# $.99 60W led bulbs at Lowes.



## Brian26 (Nov 20, 2015)

Saw these at my local Lowes in the New Haven CT area today. Utiltech 60 watt (9 watt) led bulbs for $.99 cents. I have mostly Crees in the house but picked up 2 to try them out. They are pretty close in light output to the Crees. I still have a few CFL's in as I refuse to replace them with leds untill they burn out.

First time I saw a led bulb for under a dollar. I paid $4 for most of my Cree bulbs awhile back and that was a subsided price through Energize CT our local utility subsided efficiency program. 

Looks like prices are really dropping on these.


----------



## Z33 (Nov 20, 2015)

Wow. That's an amazing deal.

Unfortunately it Looks like they get some poor reviews and they are only rated for 5000 hours. Can you confirm ?

http://m.lowes.com/pd/Utilitech-2-P...se-E-26-Warm-White-LED-Bulbs/50423206/reviews


----------



## BrotherBart (Nov 20, 2015)

Same bulb part number in the six pack gets some great reviews. Mostly just complaints about a 99 cent bulb only supposed to last 4.5 years.

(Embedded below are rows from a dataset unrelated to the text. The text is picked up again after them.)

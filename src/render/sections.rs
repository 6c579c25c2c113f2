//! Section components: hero, header, and feature grid.

use super::{AltFallback, RenderContext, escape, image, link, text};
use crate::cms::types::{FeatureCard, FeatureSection, HeaderSection, HeroSection};

/// Two-column hero used inside the block zone: copy and CTAs left, image right.
#[must_use]
pub fn hero(ctx: &RenderContext, section: &HeroSection) -> String {
    let ctas = hero_ctas(section, "button", "Learn More");
    let picture = image(ctx, section.image.as_ref(), AltFallback::Text("Hero image"), "hero-image");
    let picture = if picture.is_empty() {
        String::new()
    } else {
        format!(r#"<div class="hero-visual">{picture}</div>"#)
    };

    format!(
        r#"<section class="hero" data-block="hero">
  <div class="hero-content">
    <h1>{}</h1>
    <p class="hero-subtitle">{}</p>
    {ctas}
  </div>
  {picture}
</section>"#,
        text(section.title.as_ref()),
        text(section.subtitle.as_ref()),
    )
}

/// Full-bleed hero from `/api/home`: the image sits behind centered copy.
#[must_use]
pub fn hero_banner(ctx: &RenderContext, section: &HeroSection) -> String {
    let background = image(ctx, section.image.as_ref(), AltFallback::Text(""), "hero-background");
    let background = if background.is_empty() {
        String::new()
    } else {
        format!(r#"<div class="hero-backdrop">{background}</div>"#)
    };
    let ctas = hero_ctas(section, "button button-lg", "");

    format!(
        r#"<section class="hero-banner" data-block="hero">
  {background}
  <div class="hero-banner-content">
    <h1>{}</h1>
    <p class="hero-subtitle">{}</p>
    {ctas}
  </div>
</section>"#,
        text(section.title.as_ref()),
        text(section.subtitle.as_ref()),
    )
}

fn hero_ctas(section: &HeroSection, class: &str, fallback_label: &str) -> String {
    if section.cta.is_empty() {
        return String::new();
    }
    let links: String = section
        .cta
        .iter()
        .map(|cta| link(cta, class, fallback_label))
        .collect();
    format!(r#"<div class="hero-ctas">{links}</div>"#)
}

/// Gradient header card. Each line is omitted when empty.
#[must_use]
pub fn header(section: &HeaderSection) -> String {
    let mut inner = String::new();
    if let Some(subtitle) = non_empty(section.subtitle.as_deref()) {
        inner.push_str(&format!(r#"<p class="header-subtitle">{}</p>"#, escape(subtitle)));
    }
    if let Some(title) = non_empty(section.title.as_deref()) {
        inner.push_str(&format!("<h2>{}</h2>", escape(title)));
    }
    if let Some(description) = non_empty(section.description.as_deref()) {
        inner.push_str(&format!(r#"<div class="header-description"><p>{}</p></div>"#, escape(description)));
    }
    format!(r#"<section class="header-section" data-block="header"><div class="header-card">{inner}</div></section>"#)
}

/// Grid of feature cards, in backend order.
#[must_use]
pub fn features(ctx: &RenderContext, section: &FeatureSection) -> String {
    let cards: String = section
        .feature_card
        .iter()
        .map(|card| feature_card(ctx, card))
        .collect();
    format!(r#"<section class="features" id="features" data-block="features">{cards}</section>"#)
}

fn feature_card(ctx: &RenderContext, card: &FeatureCard) -> String {
    let title = card.title.as_deref().unwrap_or_default();
    let icon = image(ctx, card.media.as_ref(), AltFallback::Text(title), "feature-icon");
    format!(
        r#"<div class="feature-card"><div class="feature-media">{icon}</div><div><h3>{}</h3><p>{}</p></div></div>"#,
        escape(title),
        text(card.description.as_ref()),
    )
}

fn non_empty(value: Option<&str>) -> Option<&str> {
    value.filter(|v| !v.trim().is_empty())
}

#[cfg(test)]
#[path = "sections_test.rs"]
mod tests;
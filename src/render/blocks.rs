//! Dynamic-zone block renderer.
//!
//! DESIGN
//! ======
//! Blocks arrive as raw JSON in backend order. Each is classified by its
//! `__component` discriminator and dispatched through a closed `match`.
//! Blocks that are missing a discriminator, carry an unknown one, or fail
//! to decode are logged and dropped; the rest render in input order with no
//! deduplication by id.

use serde_json::Value;

use super::{RenderContext, sections};
use crate::cms::types::{BlockError, ContentBlock};

/// Why a block was left out of the page.
#[derive(Debug, Clone, PartialEq, Eq)]
pub enum SkipReason {
    MissingDiscriminator,
    Unknown(String),
    Malformed { component: String, reason: String },
}

#[derive(Debug, Clone, PartialEq, Eq)]
pub struct SkippedBlock {
    /// Position in the input sequence.
    pub index: usize,
    pub id: Option<i64>,
    pub reason: SkipReason,
}

/// Rendered fragments plus a record of every dropped block.
#[derive(Debug, Default)]
pub struct RenderedBlocks {
    pub fragments: Vec<String>,
    pub skipped: Vec<SkippedBlock>,
}

impl RenderedBlocks {
    #[must_use]
    pub fn html(&self) -> String {
        self.fragments.concat()
    }
}

/// Render one typed block. `None` for the unknown arm.
#[must_use]
pub fn render_block(ctx: &RenderContext, block: &ContentBlock) -> Option<String> {
    match block {
        ContentBlock::Hero(hero) => Some(sections::hero(ctx, hero)),
        ContentBlock::Header(header) => Some(sections::header(header)),
        ContentBlock::Features(features) => Some(sections::features(ctx, features)),
        ContentBlock::Unknown { .. } => None,
    }
}

/// Render an ordered dynamic zone.
#[must_use]
pub fn render_blocks(ctx: &RenderContext, blocks: &[Value]) -> RenderedBlocks {
    let mut out = RenderedBlocks::default();

    for (index, raw) in blocks.iter().enumerate() {
        let id = raw.get("id").and_then(Value::as_i64);
        let reason = match ContentBlock::from_value(raw.clone()) {
            Ok(block) => match render_block(ctx, &block) {
                Some(html) => {
                    out.fragments.push(html);
                    continue;
                }
                None => {
                    let component = block.component().to_owned();
                    tracing::warn!(index, ?id, %component, "no renderer for block type");
                    SkipReason::Unknown(component)
                }
            },
            Err(BlockError::MissingDiscriminator) => {
                tracing::warn!(index, ?id, "block has no __component; skipping");
                SkipReason::MissingDiscriminator
            }
            Err(BlockError::Malformed { component, reason }) => {
                tracing::warn!(index, ?id, %component, %reason, "block failed to decode; skipping");
                SkipReason::Malformed { component, reason }
            }
        };
        out.skipped.push(SkippedBlock { index, id, reason });
    }

    out
}

#[cfg(test)]
#[path = "blocks_test.rs"]
mod tests;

http://www.lowes.com/pd_740058-43921-YGA03A41-A19-9W-830_1z10ht5__#BVRRWidgetID


----------



## brenndatomu (Nov 20, 2015)

Looks like I'm goin to Lowes Sunday
Found these too...$0.16!?!   http://www.lowes.com/pd_557094-75774-LA450830LED___?productId=50159323&pl=1&Ntt=utilitech+led+lights
http://www.lowes.com/pd_557094-75774-LA450830LED___?productId=50159323&pl=1&Ntt=utilitech+led+lights


----------



## beatlefan (Nov 20, 2015)

brenndatomu said:


> Looks like I'm goin to Lowes Sunday
> Found these too...$0.16!?!
> http://www.lowes.com/pd_557094-75774-LA450830LED___?productId=50159323&pl=1&Ntt=utilitech+led+lights


That add says $2.48, not $0.16.  Am I missing something?


----------



## brenndatomu (Nov 20, 2015)

beatlefan said:


> That add says $2.48, not $0.16.  Am I missing something?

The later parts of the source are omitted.